Description

We're looking for a Senior Site Reliability Engineer to join our team. As a Senior Site Reliability Engineer, you will be responsible for designing, implementing, and supporting operational and reliability aspects of large-scale Observability & Telemetry collection platforms. You will engage in and improve the whole lifecycle of services, from inception and design through deployment, operation, and refinement. You will also support services before they go live, maintain services once they are live, and scale systems sustainably through mechanisms like automation.
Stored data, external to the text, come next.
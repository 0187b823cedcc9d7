//! OS signal handling.

use tokio::sync::broadcast;

/// Resolve on Ctrl+C or when the shutdown broadcast fires.
pub async fn shutdown_signal(mut shutdown: broadcast::Receiver<()>) {
    let ctrl_c = async {
        if let Err(e) = tokio::signal::ctrl_c().await {
            tracing::error!(error = %e, "Failed to install Ctrl+C handler");
            std::future::pending::<()>().await;
        }
    };

    tokio::select! {
        _ = ctrl_c => tracing::info!("Shutdown signal received"),
        _ = shutdown.recv() => tracing::info!("Shutdown requested"),
    }
}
Key responsibilities include:

Design, implement, and support operational and reliability aspects of large-scale Observability & Telemetry collection platforms with a focus on performance at scale, real-time monitoring, logging, and alerting.
Engage in and improve the whole lifecycle of services, from inception and design through deployment, operation, and refinement.
Support services before they go live through activities such as system design consulting, developing software tools, platforms, and frameworks, capacity management, and launch reviews.
Maintain services once they are live by measuring and monitoring availability, latency, and overall system health.
Scale systems sustainably through mechanisms like automation, and evolve systems by pushing for changes that improve reliability and velocity.
Practice sustainable incident response and blameless postmortems.
Be part of an on-call rotation to support production systems.

Requirements include:

A Bachelor's degree in Computer Science or a related technical field, or equivalent experience.
8+ years of experience with infrastructure automation, distributed systems design, experience with design, develop tools for running large-scale private or public cloud systems in production.
5+ years of experience delivering foundational infrastructure and observability platforms.
Experience in one or more of the following: Python, Go, Perl, or Ruby.
In-depth knowledge of Linux, Networking, and Containers.

Nice to have:

Interest in crafting, analyzing, and fixing large-scale distributed systems.
Systematic problem-solving approach, coupled with strong communication skills and a sense of ownership and drive. Ability to debug and optimize code and automate routine tasks.
Experience in using or running large private and public cloud systems based on Kubernetes, OpenStack, and Docker. Experience running Grafana, OpenTelemetry, Prometheus, and similar observability-focused tools.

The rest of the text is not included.